THALES has used CoFluent Studio to model an 802.16 modem using the orthogonal frequency division multiplexing (OFDM) modulation techniques to identify adaptations that improve the robustness of the links and/or the output data rate.

As part of the <u>ITEA MARTES European research project</u>, THALES needed to model a high data-rate 802.16 wireless modem to predict system behavior and performance though system-level modeling and simulation of partial hardware and software, perform design space exploration early in the lifecycle with embedded system executable specifications, and capitalize on the organization's co-design know-how at a higher abstract level to reduce development cost.



Fig 1: Network connections.

THALES used CoFluent Studio to model an 802.16 modem using the orthogonal frequency division multiplexing (OFDM) modulation techniques to identify adaptations that improve the robustness of the links and/or the output data rate. The modem contains an existing piece of software originally written in C++. It is modular code and uses three freeware libraries and an internal matrix library.

The wireless local area network (WLAN) is a network standard that allows the creation of local wireless networks using free radio frequencies in the 2.4 GHz and 5 GHz spectrum. With a range of few hundred meters, most WLANs are based on the popular 802.11 standard.

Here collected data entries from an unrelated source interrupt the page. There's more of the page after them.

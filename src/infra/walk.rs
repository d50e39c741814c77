//! Filepath: src/infra/walk.rs
//! Full-depth file walker for repository snapshots.
//! - Prunes `.git` directories at any depth before descending into them
//! - Includes hidden files; does not follow symbolic links
//! - Extra ignore globs (early prune + late filter)
//! - Optional .gitignore awareness (off by default)
//! - Deterministic byte-wise ordering by relative path
//!
//! Backed by ripgrep's `ignore` crate and `globset`.
//!
//! Unreadable directories and entries are logged and skipped; a broken
//! subtree never aborts the walk.

use std::path::{Component, Path, PathBuf};

use anyhow::Result;
use globset::{Glob, GlobSet, GlobSetBuilder};
use ignore::{DirEntry, WalkBuilder};
use tracing::{trace, warn};

/// Version-control metadata directory pruned from every walk
pub const VCS_DIR: &str = ".git";

/// A regular file found under the walk root.
#[derive(Debug, Clone, PartialEq, Eq)]
pub struct WalkedFile
{
    /// `/`-separated path relative to the walk root
    pub relative: String,

    /// Walk root joined with the relative path
    pub absolute: PathBuf,
}

/// Snapshot walker with optional extra ignore globs.
/// Extra globs are applied in two places:
///   1) Early: prune directories during traversal (filter_entry).
///   2) Late: filter out files that still slipped through.
pub struct FileWalker
{
    /// Compiled set of additional ignore patterns
    ignore_patterns: GlobSet,

    /// Honour .gitignore / .git/info/exclude / global gitignore; default false
    respect_gitignore: bool,
}

impl FileWalker
{
    /// Build a walker with additional ignore patterns (e.g., "target/**",
    /// "node_modules/**", "**/*.min.js"). Patterns match on relative paths.
    pub fn new(additional_ignores: &[String]) -> Result<Self>
    {
        let mut builder = GlobSetBuilder::new();

        for pattern in additional_ignores
        {
            builder.add(Glob::new(pattern)?);
        }

        Ok(Self {
            ignore_patterns: builder.build()?,
            respect_gitignore: false,
        })
    }

    /// (Optional) Skip files matched by git ignore rules.
    pub fn with_respect_gitignore(
        mut self,
        respect: bool,
    ) -> Self
    {
        self.respect_gitignore = respect;
        self
    }

    /// Internal: construct a configured WalkBuilder for `root`.
    fn build_walk(
        &self,
        root: &Path,
    ) -> WalkBuilder
    {
        let mut b = WalkBuilder::new(root);

        // Start from a bare walk: hidden files in, no ignore files
        b.standard_filters(false);
        b.hidden(false);
        b.follow_links(false);

        if self.respect_gitignore
        {
            b.git_ignore(true);
            b.git_global(true);
            b.git_exclude(true);
        }

        // Early pruning: VCS metadata always, extra globs on directories.
        let extra = self
            .ignore_patterns
            .clone();
        let root_owned = root.to_path_buf();
        b.filter_entry(move |ent: &DirEntry| {
            // Be conservative on unknown types.
            let is_dir = ent
                .file_type()
                .map(|ft| ft.is_dir())
                .unwrap_or(false);

            if !is_dir || ent.depth() == 0
            {
                return true;
            }

            if ent.file_name() == VCS_DIR
            {
                trace!(path = %ent.path().display(), "pruning vcs directory");
                return false;
            }

            let rel = ent
                .path()
                .strip_prefix(&root_owned)
                .unwrap_or(ent.path());
            !extra.is_match(rel)
        });

        b
    }

    /// Traverse regular files under `root`.
    /// Returns entries **sorted** byte-wise by relative path, without duplicates.
    pub fn walk_files<P: AsRef<Path>>(
        &self,
        root: P,
    ) -> Vec<WalkedFile>
    {
        let root_path = root.as_ref();
        let walker = self
            .build_walk(root_path)
            .build();

        let mut out: Vec<WalkedFile> = walker
            // Listing failures are logged and skipped
            .filter_map(|res| match res
            {
                Ok(entry) => Some(entry),
                Err(err) =>
                {
                    warn!(error = %err, "skipping unreadable entry");
                    None
                }
            })
            // Keep only regular files; symlinks and special files drop out here
            .filter(|entry| {
                entry
                    .file_type()
                    .is_some_and(|ft| ft.is_file())
            })
            .filter_map(|entry| {
                let abs = entry.into_path();
                let rel = relative_key(root_path, &abs)?;
                Some(WalkedFile { relative: rel, absolute: abs })
            })
            // Late file-level extra ignore filtering using RELATIVE path
            .filter(|f| {
                !self
                    .ignore_patterns
                    .is_match(&f.relative)
            })
            .collect();

        // Deterministic order (stable artifacts & tests)
        out.sort_by(|a, b| {
            a.relative
                .as_bytes()
                .cmp(b.relative.as_bytes())
        });
        out.dedup_by(|a, b| a.relative == b.relative);

        out
    }
}

/// `/`-joined relative path, or None (with a warning) for non-UTF-8 names.
fn relative_key(
    root: &Path,
    abs: &Path,
) -> Option<String>
{
    let rel = abs
        .strip_prefix(root)
        .ok()?;

    let mut parts = Vec::new();
    for comp in rel.components()
    {
        match comp
        {
            Component::Normal(name) => match name.to_str()
            {
                Some(s) => parts.push(s),
                None =>
                {
                    warn!(path = %abs.display(), "skipping non UTF-8 path");
                    return None;
                }
            },
            Component::CurDir => {}
            _ => return None,
        }
    }

    if parts.is_empty()
    {
        return None;
    }

    Some(parts.join("/"))
}
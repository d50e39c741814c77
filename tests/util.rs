//! Shared test utilities for integration tests
//!
//! Provides common fixture creation and artifact parsing helpers
//! used across multiple test files.

#![allow(dead_code)]

use assert_fs::prelude::*;

/// Build the reference tree: two text files plus VCS metadata.
///
/// ```text
/// proj/a.txt        "hello"
/// proj/sub/b.md     "world"
/// proj/.git/config  "[core]"
/// ```
pub fn make_scenario_fixture() -> assert_fs::TempDir
{
    // Initialize the temporary workspace root
    let tmp = assert_fs::TempDir::new().expect("tempdir");

    tmp.child("proj/a.txt")
        .write_str("hello")
        .expect("write a.txt");
    tmp.child("proj/sub/b.md")
        .write_str("world")
        .expect("write b.md");
    tmp.child("proj/.git/config")
        .write_str("[core]\n\trepositoryformatversion = 0\n")
        .expect("write git config");

    tmp
}

/// A wider tree mixing text, binary and nested files so that read
/// completion order has room to differ from path order.
pub fn make_mixed_fixture() -> assert_fs::TempDir
{
    let tmp = assert_fs::TempDir::new().expect("tempdir");

    for i in 0..40
    {
        // Larger bodies for lower indices so slow reads come first
        let body = format!("// unit {i}\n").repeat(200 - i * 4);
        tmp.child(format!("repo/src/unit_{i:02}.rs"))
            .write_str(&body)
            .expect("write unit");
    }

    tmp.child("repo/README.md")
        .write_str("# Mixed Fixture\n")
        .expect("write readme");
    tmp.child("repo/assets/logo.png")
        .write_binary(b"\x89PNG\r\n\x1a\n\0\0\0\rIHDR\0\0")
        .expect("write png");
    tmp.child("repo/.git/HEAD")
        .write_str("ref: refs/heads/main\n")
        .expect("write HEAD");

    tmp
}

/// Full delimiter line (without the leading blank line) for `path`.
pub fn header(path: &str) -> String
{
    let rule = "-".repeat(80);
    format!("{rule} {path} {rule}")
}

/// Relative paths named by delimiter lines, in artifact order.
pub fn block_paths(artifact: &str) -> Vec<String>
{
    let rule = "-".repeat(80);
    let open = format!("{rule} ");
    let close = format!(" {rule}");

    artifact
        .lines()
        .filter_map(|line| {
            line.strip_prefix(open.as_str())
                .and_then(|rest| rest.strip_suffix(close.as_str()))
                .map(str::to_string)
        })
        .collect()
}

/// Whether a `git` executable can be launched.
pub fn git_available() -> bool
{
    std::process::Command::new("git")
        .arg("--version")
        .output()
        .is_ok_and(|o| o.status.success())
}

/// Run `git` in `dir` with a throwaway identity; panics on failure.
pub fn git(dir: &std::path::Path, args: &[&str])
{
    let status = std::process::Command::new("git")
        .args(["-c", "user.name=repocat", "-c", "user.email=repocat@example.com"])
        .args(["-c", "commit.gpgsign=false", "-c", "init.defaultBranch=main"])
        .args(args)
        .current_dir(dir)
        .stdout(std::process::Stdio::null())
        .stderr(std::process::Stdio::null())
        .status()
        .expect("spawn git");
    assert!(status.success(), "git {args:?} failed");
}

/// Commit every file under `dir` into a fresh repository there.
pub fn commit_all(dir: &std::path::Path)
{
    git(dir, &["init", "-q"]);
    git(dir, &["add", "."]);
    git(dir, &["commit", "-q", "-m", "fixture"]);
}

/// Scenario tree committed as a git repository at `<tmp>/origin`.
pub fn make_git_origin() -> assert_fs::TempDir
{
    let tmp = assert_fs::TempDir::new().expect("tempdir");

    tmp.child("origin/a.txt")
        .write_str("hello")
        .expect("write a.txt");
    tmp.child("origin/sub/b.md")
        .write_str("world")
        .expect("write b.md");
    commit_all(&tmp.path().join("origin"));

    tmp
}

/// Repository heavy enough that a clone of it takes a noticeable moment.
pub fn make_large_git_origin(files: usize, bytes_per_file: usize) -> assert_fs::TempDir
{
    let tmp = assert_fs::TempDir::new().expect("tempdir");

    // xorshift bytes so packing cannot shrink the payload
    let mut state = 0x9E37_79B9_7F4A_7C15u64;
    for i in 0..files
    {
        let body: Vec<u8> = (0..bytes_per_file)
            .map(|_| {
                state ^= state << 13;
                state ^= state >> 7;
                state ^= state << 17;
                (state >> 24) as u8
            })
            .collect();
        tmp.child(format!("origin/blob_{i:04}.bin"))
            .write_binary(&body)
            .expect("write blob");
    }
    commit_all(&tmp.path().join("origin"));

    tmp
}

/// Names of the entries directly inside `dir`.
pub fn dir_names(dir: &std::path::Path) -> Vec<String>
{
    std::fs::read_dir(dir)
        .expect("read_dir")
        .map(|e| {
            e.expect("dir entry")
                .file_name()
                .to_string_lossy()
                .into_owned()
        })
        .collect()
}
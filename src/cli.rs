use clap::{ArgAction, Args, Parser, Subcommand, ValueEnum};
use std::path::PathBuf;

/// Shared application context for global flags
#[derive(Clone, Debug)]
pub struct AppContext {
    pub quiet: bool,    // global --quiet
    pub no_color: bool, // global --no-color
    pub dry_run: bool,  // global --dry-run
}

#[derive(Parser)]
#[command(name = "repocat")]
#[command(
    about = "Clone a repository and concatenate every text file into one flat snapshot document"
)]
#[command(version, long_about = None)]
#[command(args_conflicts_with_subcommands = true, subcommand_negates_reqs = true)]
pub struct Cli {
    #[command(subcommand)]
    pub command: Option<Commands>,

    #[command(flatten)]
    pub snapshot: SnapshotArgs,

    /// Disable colored output
    #[arg(long, global = true)]
    pub no_color: bool,

    /// Suppress progress bars and non-essential output
    #[arg(long, global = true)]
    pub quiet: bool,

    /// Show what would be done without executing
    #[arg(long, global = true)]
    pub dry_run: bool,

    /// Raise log verbosity (-v info, -vv debug, -vvv trace)
    #[arg(short, long, global = true, action = ArgAction::Count)]
    pub verbose: u8,
}

#[derive(Subcommand)]
pub enum Commands {
    /// Initialize a repocat.toml config file
    Init(InitArgs),

    /// Generate shell completions
    Completions(CompletionsArgs),
}

#[derive(Args, Debug, Clone, Default)]
pub struct SnapshotArgs {
    /// Repository location (URL, scp-style address, or local path)
    #[arg(value_name = "REPO", required = true)]
    pub repo: Option<String>,

    /// Output file path (default: <repo-name>.md in the current directory)
    #[arg(short, long)]
    pub output: Option<PathBuf>,

    /// Snapshot an existing local directory in place instead of cloning
    #[arg(long)]
    pub local: bool,

    /// Rewrite https://github.com URLs to their SSH form before cloning
    #[arg(long)]
    pub ssh: bool,

    /// Branch or tag to check out when cloning
    #[arg(long)]
    pub branch: Option<String>,

    /// Shallow clone with this many commits of history
    #[arg(long)]
    pub depth: Option<u32>,

    /// Select files by extension instead of content sampling (e.g. md,rs,py)
    #[arg(long, value_delimiter = ',')]
    pub extensions: Vec<String>,

    /// Bytes sampled per file when classifying by content
    #[arg(long)]
    pub sample_size: Option<usize>,

    /// Maximum fraction of non-printable bytes a text file may contain
    #[arg(long)]
    pub threshold: Option<f64>,

    /// Reader threads (0 = one per CPU)
    #[arg(short, long)]
    pub jobs: Option<usize>,

    /// Additional glob patterns to ignore
    #[arg(short, long)]
    pub ignore: Vec<String>,

    /// Skip files matched by .gitignore rules
    #[arg(long)]
    pub respect_gitignore: bool,
}

#[derive(Parser)]
pub struct InitArgs {
    /// Directory to initialize config in
    #[arg(default_value = ".")]
    pub path: PathBuf,

    /// Overwrite existing config file
    #[arg(long)]
    pub force: bool,
}

#[derive(Debug, Clone, Copy, ValueEnum)]
pub enum Shell {
    Bash,
    Zsh,
    Fish,
    PowerShell,
    Elvish,
}

#[derive(Parser)]
pub struct CompletionsArgs {
    /// Target shell
    #[arg(value_enum)]
    pub shell: Shell,

    /// Write the script into this directory instead of stdout
    #[arg(long)]
    pub out_dir: Option<PathBuf>,

    /// Force stdout even when --out-dir is given
    #[arg(long)]
    pub stdout: bool,
}
//! End-to-end runs of the `repocat` binary against on-disk fixtures.

// We use assert_cmd for spawning the compiled binary and
// capturing stdout/stderr in a platform-agnostic way.
use assert_cmd::prelude::*;
use assert_fs::prelude::*;
use predicates::prelude::*;
use std::fs;
use std::process::Command;

mod util;
use util::{block_paths, header, make_mixed_fixture, make_scenario_fixture};

fn repocat() -> Command {
    Command::cargo_bin("repocat").expect("bin")
}

// Test: the reference scenario. Two blocks in path order, VCS
// metadata absent, exact bytes.
#[test]
fn test_scenario_artifact_is_exact() {
    let tmp = make_scenario_fixture();

    repocat()
        .current_dir(tmp.path())
        .args(["--local", "proj", "--quiet"])
        .assert()
        .success();

    // Default output name comes from the directory name
    let artifact = fs::read_to_string(tmp.path().join("proj.md")).expect("artifact");
    let expected = format!(
        "\n{}\nhello\n\n{}\nworld\n",
        header("a.txt"),
        header("sub/b.md")
    );
    assert_eq!(artifact, expected);
    assert!(!artifact.contains(".git"));
}

// Test: summary line on stdout names the artifact.
#[test]
fn test_summary_output() {
    let tmp = make_scenario_fixture();
    let out = tmp.child("snap.txt");

    repocat()
        .current_dir(tmp.path())
        .args(["--local", "proj", "--no-color", "-o"])
        .arg(out.path())
        .assert()
        .success()
        .stdout(predicate::str::contains("Wrote 2 files"));

    out.assert(predicate::str::starts_with(format!("\n{}", header("a.txt"))));
}

// Test: block count, ordering, binary exclusion on a wider tree.
#[test]
fn test_mixed_tree_blocks_sorted_and_text_only() {
    let tmp = make_mixed_fixture();
    let out = tmp.child("out.md");

    repocat()
        .current_dir(tmp.path())
        .args(["--local", "repo", "--quiet", "-o"])
        .arg(out.path())
        .assert()
        .success();

    let artifact = fs::read_to_string(out.path()).unwrap();
    let paths = block_paths(&artifact);

    assert_eq!(paths.len(), 41, "40 units + README");
    assert_eq!(paths[0], "README.md");
    assert!(paths.windows(2).all(|w| w[0].as_bytes() < w[1].as_bytes()));
    assert!(!paths.iter().any(|p| p.ends_with(".png") || p.starts_with(".git")));
    for p in &paths {
        assert!(tmp.path().join("repo").join(p).is_file(), "{p} is not a real file");
    }
}

// Test: pool size never changes the artifact; two runs are identical.
#[test]
fn test_idempotent_across_job_counts() {
    let tmp = make_mixed_fixture();
    let mut artifacts = Vec::new();

    for jobs in ["1", "2", "8", "0"] {
        let out = tmp.child(format!("out_{jobs}.md"));
        repocat()
            .current_dir(tmp.path())
            .args(["--local", "repo", "--quiet", "-j", jobs, "-o"])
            .arg(out.path())
            .assert()
            .success();
        artifacts.push(fs::read(out.path()).unwrap());
    }

    assert!(artifacts.windows(2).all(|w| w[0] == w[1]));
}

// Test: extension policy only keeps listed extensions.
#[test]
fn test_extension_policy_flag() {
    let tmp = make_mixed_fixture();
    let out = tmp.child("md_only.md");

    repocat()
        .current_dir(tmp.path())
        .args(["--local", "repo", "--quiet", "--extensions", "md", "-o"])
        .arg(out.path())
        .assert()
        .success();

    let artifact = fs::read_to_string(out.path()).unwrap();
    assert_eq!(block_paths(&artifact), vec!["README.md"]);
}

// Test: a qualifying file that cannot be opened still gets a block
// with a placeholder, and the run succeeds.
#[cfg(unix)]
#[test]
fn test_unreadable_file_gets_placeholder() {
    use std::os::unix::fs::PermissionsExt;

    let tmp = make_scenario_fixture();
    let locked = tmp.child("proj/locked.txt");
    locked.write_str("secret").unwrap();
    fs::set_permissions(locked.path(), fs::Permissions::from_mode(0o000)).unwrap();

    // Privileged users read through permission bits; nothing to observe then.
    let readable = fs::read(locked.path()).is_ok();

    let out = tmp.child("out.md");
    repocat()
        .current_dir(tmp.path())
        .args(["--local", "proj", "--quiet", "--extensions", "txt,md", "-o"])
        .arg(out.path())
        .assert()
        .success();

    fs::set_permissions(locked.path(), fs::Permissions::from_mode(0o644)).unwrap();

    let artifact = fs::read_to_string(out.path()).unwrap();
    assert_eq!(block_paths(&artifact), vec!["a.txt", "locked.txt", "sub/b.md"]);
    if !readable {
        let expected_start = format!("\n{}\n[Error reading file: ", header("locked.txt"));
        assert!(artifact.contains(&expected_start), "{artifact}");
    }
}

// Test: a failed retrieval exits non-zero and leaves no artifact.
#[test]
fn test_retrieval_failure_leaves_nothing() {
    let tmp = assert_fs::TempDir::new().unwrap();

    repocat()
        .current_dir(tmp.path())
        .env("GIT_TERMINAL_PROMPT", "0")
        .args(["--quiet", "/definitely/not/a/repo"])
        .assert()
        .failure()
        .stderr(predicate::str::is_empty().not());

    assert!(!tmp.child("repo.md").path().exists());
    assert_eq!(fs::read_dir(tmp.path()).unwrap().count(), 0);
}

// Test: --local on a missing directory is a retrieval failure too.
#[test]
fn test_missing_local_dir_fails() {
    let tmp = assert_fs::TempDir::new().unwrap();

    repocat()
        .current_dir(tmp.path())
        .args(["--local", "nope", "--quiet"])
        .assert()
        .failure()
        .stderr(predicate::str::contains("unable to retrieve repository"));

    assert_eq!(fs::read_dir(tmp.path()).unwrap().count(), 0);
}

// Test: dry run lists the manifest and writes nothing.
#[test]
fn test_dry_run_lists_manifest() {
    let tmp = make_scenario_fixture();

    repocat()
        .current_dir(tmp.path())
        .args(["--local", "proj", "--dry-run", "--no-color"])
        .assert()
        .success()
        .stdout(predicate::str::contains("Would write 2 files"))
        .stdout(predicate::str::contains("  sub/b.md"));

    assert!(!tmp.child("proj.md").path().exists());
}

// Test: invalid threshold is rejected before any work happens.
#[test]
fn test_invalid_threshold_rejected() {
    let tmp = make_scenario_fixture();

    repocat()
        .current_dir(tmp.path())
        .args(["--local", "proj", "--threshold", "2.5"])
        .assert()
        .failure()
        .stderr(predicate::str::contains("invalid configuration"));
}

// Test: config file in the working directory switches policy.
#[test]
fn test_config_file_is_honoured() {
    let tmp = make_mixed_fixture();
    tmp.child("repocat.toml")
        .write_str("selection = \"extensions\"\nextensions = [\"png\"]\n")
        .unwrap();
    let out = tmp.child("png.md");

    repocat()
        .current_dir(tmp.path())
        .args(["--local", "repo", "--quiet", "-o"])
        .arg(out.path())
        .assert()
        .success();

    let artifact = fs::read_to_string(out.path()).unwrap();
    assert_eq!(block_paths(&artifact), vec!["assets/logo.png"]);
}

#[test]
fn test_init_and_completions() {
    let tmp = assert_fs::TempDir::new().unwrap();

    repocat()
        .current_dir(tmp.path())
        .args(["init", "--quiet"])
        .assert()
        .success();
    tmp.child("repocat.toml")
        .assert(predicate::str::contains("selection = \"sample\""));

    repocat()
        .args(["completions", "bash", "--stdout"])
        .assert()
        .success()
        .stdout(predicate::str::contains("repocat"));
}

Wireless metropolitan area networks (WMAN) of 10 km range are based on the 802.16 standard which addresses frequencies below 11 GHz (non-directional environment, several antennas on large periphery) and on the 802.16a standard for frequencies up to 10 GHz (directional environment). WMAN could potentially compete with 802.11-based solutions in low mobility.

For the MARTES project, THALES modeled a system composed of a transmitter and a receiver as shown in the figure 2.



Fig 2: A system composed of a transmitter and a receiver.

The DataSource function generates series of bursts of unpredictable bit matrixes. Each bit matrix is then transformed by the Transmitter function, which simulates the processing of a radio device. The Transmitter outputs a matrix of real, complex values, which represent the signal emitted by the antenna. The real part of the values constitutes the I (inphase) channel, and the complex part the Q (quadrature) channel.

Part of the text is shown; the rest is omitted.